The vast majority of these patients (10/12) also had extrathalamic lesions. The 11 extrathalamic patients had lesions (which could be multiple) in the following regions: cortex (n = 8), basal ganglia (n = 5), midbrain cerebral peduncle, and medulla. Representative diffusion-weighted imaging (DWI) of all patients was included in the manuscript.
The extrathalamic subjects underwent 15 days of polysomnography (PSG) and the thalamic subjects underwent 17 days of PSG. Subjects had enhanced electroencephalogram (EEG) analysis during their PSGs, which included high-density lead placement and spectral analysis to compute the power of SWA. Sleep parameters using standard visual scoring did not differ between the two groups. By contrast, power analysis showed pronounced differences between thalamic and extrathalamic groups, with a marked decrease in SWA (defined as EEG power between 1 Hz and 4.5 Hz) among the thalamic stroke patients. This effect was seen in all cortical leads (frontal, central, temporal, parietal, and occipital) but was most striking in the right frontocentral region. Interestingly, this area has been shown to be the most sensitive brain region to the onset of drowsiness.
Subjects were tested daily using subjective sleepiness ratings (such as the Epworth Sleepiness Scale) and 11 cognitive tasks, such as the Corsi block-tapping task, which assesses visuospatial function and short-term working memory. Other tests captured motor/sensory examinations, verbal abilities, and executive function. The only statistically significant difference between the thalamic and extrathalamic patients was in Epworth score (as measured in the morning but not at other times, such as before bed). However, the authors observed that out of 13 total outcome measures, all but one pointed in the negative direction in thalamic subjects, a result well beyond that which could occur by chance (P = 0.05 by chi-squared test).
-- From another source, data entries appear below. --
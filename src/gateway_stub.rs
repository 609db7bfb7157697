//! Placeholder implementations of the platform ports this crate defines as
//! contracts (`VoiceTransport`, `ResolverProvider`, `NotificationSink`,
//! `AckSink`). A real chat-gateway adapter binary wires these to the actual
//! platform client; this binary exists to boot the core pipeline's ambient
//! services (config, migrations, caches, reconciliation, metrics) on its
//! own, so it reports every connect attempt as unavailable rather than
//! reaching out to a gateway that isn't there.

use std::sync::Arc;

use async_trait::async_trait;

use tts_relay_core::error::ConnectError;
use tts_relay_core::event_router::AckSink;
use tts_relay_core::models::{ChannelId, GuildId, UserId};
use tts_relay_core::normalize::MentionResolver;
use tts_relay_core::session::{NotificationSink, ResolverProvider};
use tts_relay_core::voice_transport::{VoiceHandle, VoiceTransport};

pub struct UnconnectedVoiceTransport;

#[async_trait]
impl VoiceTransport for UnconnectedVoiceTransport {
    async fn connect(
        &self,
        _guild_id: GuildId,
        _channel_id: ChannelId,
        _timeout: std::time::Duration,
        _self_mute: bool,
        _self_deaf: bool,
    ) -> Result<Box<dyn VoiceHandle>, ConnectError> {
        Err(ConnectError::Transport("no gateway adapter wired into this binary".into()))
    }

    async fn non_bot_member_count(&self, _guild_id: GuildId, _channel_id: ChannelId) -> u32 {
        0
    }
}

struct NullResolver;
impl MentionResolver for NullResolver {
    fn display_name(&self, _user_id: UserId) -> Option<String> {
        None
    }
    fn role_name(&self, _role_id: UserId) -> Option<String> {
        None
    }
}

pub struct NullResolverProvider;
impl ResolverProvider for NullResolverProvider {
    fn resolver_for_guild(&self, _guild_id: GuildId) -> Arc<dyn MentionResolver> {
        Arc::new(NullResolver)
    }
}

pub struct NullNotificationSink;
#[async_trait]
impl NotificationSink for NullNotificationSink {
    async fn post_notification(&self, channel_id: ChannelId, title: &str, body: &str) {
        tracing::debug!(channel_id, title, body, "notification dropped, no gateway adapter wired");
    }
}

pub struct NullAckSink;
#[async_trait]
impl AckSink for NullAckSink {
    async fn acknowledge_skip(&self, channel_id: ChannelId, author: UserId) {
        tracing::debug!(channel_id, author, "skip ack dropped, no gateway adapter wired");
    }
}
use std::io::Cursor;
use std::path::{Path, PathBuf};
use std::time::Duration;

use rand::seq::SliceRandom;
use serde_json::Value;

use crate::config::TtsRelayConfig;
use crate::error::SynthesisError;
use crate::models::SpeakerId;

const ATTEMPTS_PER_ENGINE: usize = 3;
const RETRY_DELAY: Duration = Duration::from_millis(500);

pub struct SynthesisResult {
    pub used_engine_url: String,
    pub wav_bytes: Vec<u8>,
    pub duration_seconds: f64,
}

/// Load-balanced client over a pool of TTS engine URLs. Configuration is
/// re-read on every call so operators can add/remove engines without a
/// restart.
pub struct TtsClient {
    http: reqwest::Client,
    config: std::sync::Arc<std::sync::RwLock<TtsRelayConfig>>,
}

impl TtsClient {
    pub fn new(config: std::sync::Arc<std::sync::RwLock<TtsRelayConfig>>) -> Self {
        Self {
            http: reqwest::Client::new(),
            config,
        }
    }

    fn current_engine_order(&self) -> Vec<String> {
        let mut urls = self.config.read().unwrap().engine.urls.clone();
        urls.shuffle(&mut rand::thread_rng());
        urls
    }

    /// `synthesize(text, speakerId, speed)` — two sequential HTTP exchanges
    /// per attempt against a randomly chosen engine, retried up to three
    /// times before failing over to the next engine.
    pub async fn synthesize(
        &self,
        text: &str,
        speaker_id: SpeakerId,
        speed: f64,
    ) -> Result<SynthesisResult, SynthesisError> {
        let engines = self.current_engine_order();
        let mut last_error: Option<SynthesisError> = None;

        for base_url in &engines {
            for attempt in 0..ATTEMPTS_PER_ENGINE {
                let started = std::time::Instant::now();
                match self.try_once(base_url, text, speaker_id, speed).await {
                    Ok(wav_bytes) => {
                        let elapsed = started.elapsed();
                        let duration_seconds = wav_duration_seconds(&wav_bytes).unwrap_or(0.0);
                        publish_processing_ratio(elapsed, duration_seconds);
                        return Ok(SynthesisResult {
                            used_engine_url: base_url.clone(),
                            wav_bytes,
                            duration_seconds,
                        });
                    }
                    Err(err) => {
                        tracing::warn!(
                            engine = %base_url,
                            attempt = attempt + 1,
                            error = %err,
                            "tts synthesis attempt failed"
                        );
                        last_error = Some(err);
                        tokio::time::sleep(RETRY_DELAY).await;
                    }
                }
            }
        }

        tracing::error!(error = ?last_error, "all configured tts engines exhausted");
        Err(SynthesisError::EngineUnavailable)
    }

    async fn try_once(
        &self,
        base_url: &str,
        text: &str,
        speaker_id: SpeakerId,
        speed: f64,
    ) -> Result<Vec<u8>, SynthesisError> {
        let query_resp = self
            .http
            .post(format!("{base_url}/audio_query"))
            .query(&[("text", text), ("speaker", &speaker_id.to_string())])
            .send()
            .await
            .map_err(|e| SynthesisError::Transient(e.to_string()))?;

        if query_resp.status().is_server_error() {
            return Err(SynthesisError::Transient(format!(
                "audio_query returned {}",
                query_resp.status()
            )));
        }

        let mut audio_query: Value = query_resp
            .json()
            .await
            .map_err(|e| SynthesisError::Transient(e.to_string()))?;

        if let Some(obj) = audio_query.as_object_mut() {
            if obj.contains_key("speedScale") {
                obj.insert("speedScale".to_string(), Value::from(speed));
            }
        }

        let synth_resp = self
            .http
            .post(format!("{base_url}/synthesis"))
            .query(&[("speaker", &speaker_id.to_string())])
            .json(&audio_query)
            .send()
            .await
            .map_err(|e| SynthesisError::Transient(e.to_string()))?;

        if synth_resp.status().is_server_error() {
            return Err(SynthesisError::Transient(format!(
                "synthesis returned {}",
                synth_resp.status()
            )));
        }

        let wav_bytes = synth_resp
            .bytes()
            .await
            .map_err(|e| SynthesisError::Transient(e.to_string()))?;

        Ok(wav_bytes.to_vec())
    }

    /// `listSpeakers()` — a single random engine, no retry: low-stakes
    /// metadata call, not worth the failover machinery.
    pub async fn list_speakers(&self) -> Result<Value, SynthesisError> {
        let engines = self.current_engine_order();
        let base_url = engines
            .first()
            .ok_or(SynthesisError::EngineUnavailable)?;

        let resp = self
            .http
            .get(format!("{base_url}/speakers"))
            .send()
            .await
            .map_err(|e| SynthesisError::Transient(e.to_string()))?;

        resp.json().await.map_err(|e| SynthesisError::Transient(e.to_string()))
    }

    /// `synthesizeToFile` — saves under a project-root `tmp/` directory,
    /// named `tmp_<uuid>_<purpose>.wav`. The caller owns deletion after playback.
    pub async fn synthesize_to_file(
        &self,
        text: &str,
        speaker_id: SpeakerId,
        speed: f64,
        purpose: &str,
    ) -> Result<PathBuf, SynthesisError> {
        let result = self.synthesize(text, speaker_id, speed).await?;

        let tmp_dir = tmp_dir();
        tokio::fs::create_dir_all(&tmp_dir)
            .await
            .map_err(SynthesisError::Io)?;

        let filename = format!("tmp_{}_{purpose}.wav", uuid::Uuid::new_v4());
        let path = tmp_dir.join(filename);
        tokio::fs::write(&path, &result.wav_bytes)
            .await
            .map_err(SynthesisError::Io)?;

        Ok(path)
    }
}

fn tmp_dir() -> PathBuf {
    Path::new("tmp").to_path_buf()
}

fn wav_duration_seconds(wav_bytes: &[u8]) -> Result<f64, SynthesisError> {
    let reader = hound::WavReader::new(Cursor::new(wav_bytes))
        .map_err(|_| SynthesisError::MalformedWav)?;
    let spec = reader.spec();
    if spec.sample_rate == 0 {
        return Ok(0.0);
    }
    Ok(reader.duration() as f64 / spec.sample_rate as f64)
}

/// Publish `elapsed · 60 / durationSeconds` (processing-seconds per
/// synthesized minute) to the configured gauge. Never fails the call.
fn publish_processing_ratio(elapsed: Duration, duration_seconds: f64) {
    if duration_seconds <= 0.0 {
        return;
    }
    let seconds_per_minute = elapsed.as_secs_f64() * 60.0 / duration_seconds;
    metrics::gauge!("voice_generation_seconds_per_minute").set(seconds_per_minute);
}

#[cfg(test)]
mod tests {
    use super::*;

    fn sine_wav(duration_secs: f64, sample_rate: u32) -> Vec<u8> {
        let spec = hound::WavSpec {
            channels: 1,
            sample_rate,
            bits_per_sample: 16,
            sample_format: hound::SampleFormat::Int,
        };
        let mut buf = Vec::new();
        {
            let mut writer = hound::WavWriter::new(Cursor::new(&mut buf), spec).unwrap();
            let n_samples = (duration_secs * sample_rate as f64) as u32;
            for _ in 0..n_samples {
                writer.write_sample(0i16).unwrap();
            }
            writer.finalize().unwrap();
        }
        buf
    }

    #[test]
    fn wav_duration_matches_written_length() {
        let wav = sine_wav(2.0, 24000);
        let duration = wav_duration_seconds(&wav).unwrap();
        assert!((duration - 2.0).abs() < 0.01);
    }

    #[test]
    fn malformed_wav_is_reported() {
        assert!(wav_duration_seconds(b"not a wav file").is_err());
    }
}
The authors outlined two mechanisms to explain their results, referred to as “wake-centered” and “sleep-centered” models, which, stated differently, can be considered a standard chicken-or-egg quandary. Both models focus on the concepts of synaptic potentiation during the day and synaptic renormalization at night. In the “wake-centered” scenario, lesions of the thalamus result in impairments in attention and “experience-dependent learning,” which blunts synaptic growth. This reduction then decreases the need for sleep-associated synaptic renormalization, manifested as decreases in SWA. In the “sleep-centered” version, the authors suggested that decreased SWA among the thalamic subjects creates impairments in renormalization, leading to reductions in daytime alertness and cognitive performance.
COMMENTARY
At a minimum, these data show that subjects with thalamic strokes sleep poorly and experience significant daytime cognitive impairments — a relationship that almost certainly is bidirectional. Whether the former contributes more to the latter or vice versa is not known. However, these data fall short of taking the next step of defining SWA generated by the thalamus as evidence of a restorative physiological role of sleep. The authors attempted to use the concept of synaptic renormalization to take limited data from animal experiments and translate them into humans. Synaptic renormalization is an elegant hypothesis, but it involves multiple assumptions and conjecture, and cannot be accepted as the mechanistic underpinning of the homeostatic need for sleep — a phenomenon that largely has eluded modern neuroscience.
REFERENCE
- Gent TC, Bandarabadi M, Gutierrez Herrera C, Adamantidis AR. Thalamic dual control of sleep and wakefulness. Nat Neurosci 2018;21:974-984.